Problem details: Retype all of the data without changing a single word.

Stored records
══════════════════════════════
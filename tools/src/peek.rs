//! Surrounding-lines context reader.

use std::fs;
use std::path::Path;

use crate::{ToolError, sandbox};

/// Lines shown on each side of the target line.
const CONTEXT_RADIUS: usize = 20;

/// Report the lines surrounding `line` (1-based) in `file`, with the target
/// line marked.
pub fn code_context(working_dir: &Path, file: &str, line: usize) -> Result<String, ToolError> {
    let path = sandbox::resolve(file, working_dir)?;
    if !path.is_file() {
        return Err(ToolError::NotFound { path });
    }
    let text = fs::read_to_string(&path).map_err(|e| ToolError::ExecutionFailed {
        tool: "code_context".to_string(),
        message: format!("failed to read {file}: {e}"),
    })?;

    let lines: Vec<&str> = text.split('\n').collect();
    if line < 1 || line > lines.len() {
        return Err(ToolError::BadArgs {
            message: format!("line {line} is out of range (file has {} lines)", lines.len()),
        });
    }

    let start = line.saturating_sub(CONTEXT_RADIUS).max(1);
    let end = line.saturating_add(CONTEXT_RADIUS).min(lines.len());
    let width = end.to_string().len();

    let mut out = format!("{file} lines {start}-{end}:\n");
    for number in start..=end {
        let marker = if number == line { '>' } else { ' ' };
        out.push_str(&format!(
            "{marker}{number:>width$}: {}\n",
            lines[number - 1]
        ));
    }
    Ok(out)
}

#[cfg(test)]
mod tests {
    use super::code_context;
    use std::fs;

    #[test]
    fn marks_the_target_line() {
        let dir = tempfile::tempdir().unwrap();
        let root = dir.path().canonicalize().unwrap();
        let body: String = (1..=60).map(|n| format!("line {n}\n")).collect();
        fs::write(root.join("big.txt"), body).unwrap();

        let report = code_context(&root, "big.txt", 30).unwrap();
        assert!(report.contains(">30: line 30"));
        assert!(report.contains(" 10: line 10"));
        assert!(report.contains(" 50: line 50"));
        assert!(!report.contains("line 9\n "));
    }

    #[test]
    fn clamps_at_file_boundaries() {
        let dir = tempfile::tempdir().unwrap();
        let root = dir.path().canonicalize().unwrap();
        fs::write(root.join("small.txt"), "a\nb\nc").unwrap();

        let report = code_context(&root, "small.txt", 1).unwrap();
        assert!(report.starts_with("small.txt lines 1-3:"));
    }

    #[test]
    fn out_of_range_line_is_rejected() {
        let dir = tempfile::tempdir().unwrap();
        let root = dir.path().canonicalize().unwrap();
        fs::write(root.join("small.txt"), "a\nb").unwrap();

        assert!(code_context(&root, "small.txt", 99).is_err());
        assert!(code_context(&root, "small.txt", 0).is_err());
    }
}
══════════════════════════════
Your solution:
filename tools/src/peek.rs
//! Surrounding-lines context reader.

use std::fs;
use std::path::Path;

use crate::{ToolError, sandbox};

/// Lines shown on each side of the target line.
const CONTEXT_RADIUS: usize = 20;

/// Report the lines surrounding `line` (1-based) in `file`, with the target
/// line marked.
pub fn code_context(working_dir: &Path, file: &str, line: usize) -> Result<String, ToolError> {
    let path = sandbox::resolve(file, working_dir)?;
    if !path.is_file() {
        return Err(ToolError::NotFound { path });
    }
    let text = fs::read_to_string(&path).map_err(|e| ToolError::ExecutionFailed {
        tool: "code_context".to_string(),
        message: format!("failed to read {file}: {e}"),
    })?;

    let lines: Vec<&str> = text.split('\n').collect();
    if line < 1 || line > lines.len() {
        return Err(ToolError::BadArgs {
            message: format!("line {line} is out of range (file has {} lines)", lines.len()),
        });
    }

    let start = line.saturating_sub(CONTEXT_RADIUS).max(1);
    let end = line.saturating_add(CONTEXT_RADIUS).min(lines.len());
    let width = end.to_string().len();

    let mut out = format!("{file} lines {start}-{end}:\n");
    for number in start..=end {
        let marker = if number == line { '>' } else { ' ' };
        out.push_str(&format!(
            "{marker}{number:>width$}: {}\n",
            lines[number - 1]
        ));
    }
    Ok(out)
}

#[cfg(test)]
mod tests {
    use super::code_context;
    use std::fs;

    #[test]
    fn marks_the_target_line() {
        let dir = tempfile::tempdir().unwrap();
        let root = dir.path().canonicalize().unwrap();
        let body: String = (1..=60).map(|n| format!("line {n}\n")).collect();
        fs::write(root.join("big.txt"), body).unwrap();

        let report = code_context(&root, "big.txt", 30).unwrap();
        assert!(report.contains(">30: line 30"));
        assert!(report.contains(" 10: line 10"));
        assert!(report.contains(" 50: line 50"));
        assert!(!report.contains("line 9\n "));
    }

    #[test]
    fn clamps_at_file_boundaries() {
        let dir = tempfile::tempdir().unwrap();
        let root = dir.path().canonicalize().unwrap();
        fs::write(root.join("small.txt"), "a\nb\nc").unwrap();

        let report = code_context(&root, "small.txt", 1).unwrap();
        assert!(report.starts_with("small.txt lines 1-3:"));
    }

    #[test]
    fn out_of_range_line_is_rejected() {
        let dir = tempfile::tempdir().unwrap();
        let root = dir.path().canonicalize().unwrap();
        fs::write(root.join("small.txt"), "a\nb").unwrap();

        assert!(code_context(&root, "small.txt", 99).is_err());
        assert!(code_context(&root, "small.txt", 0).is_err());
    }
}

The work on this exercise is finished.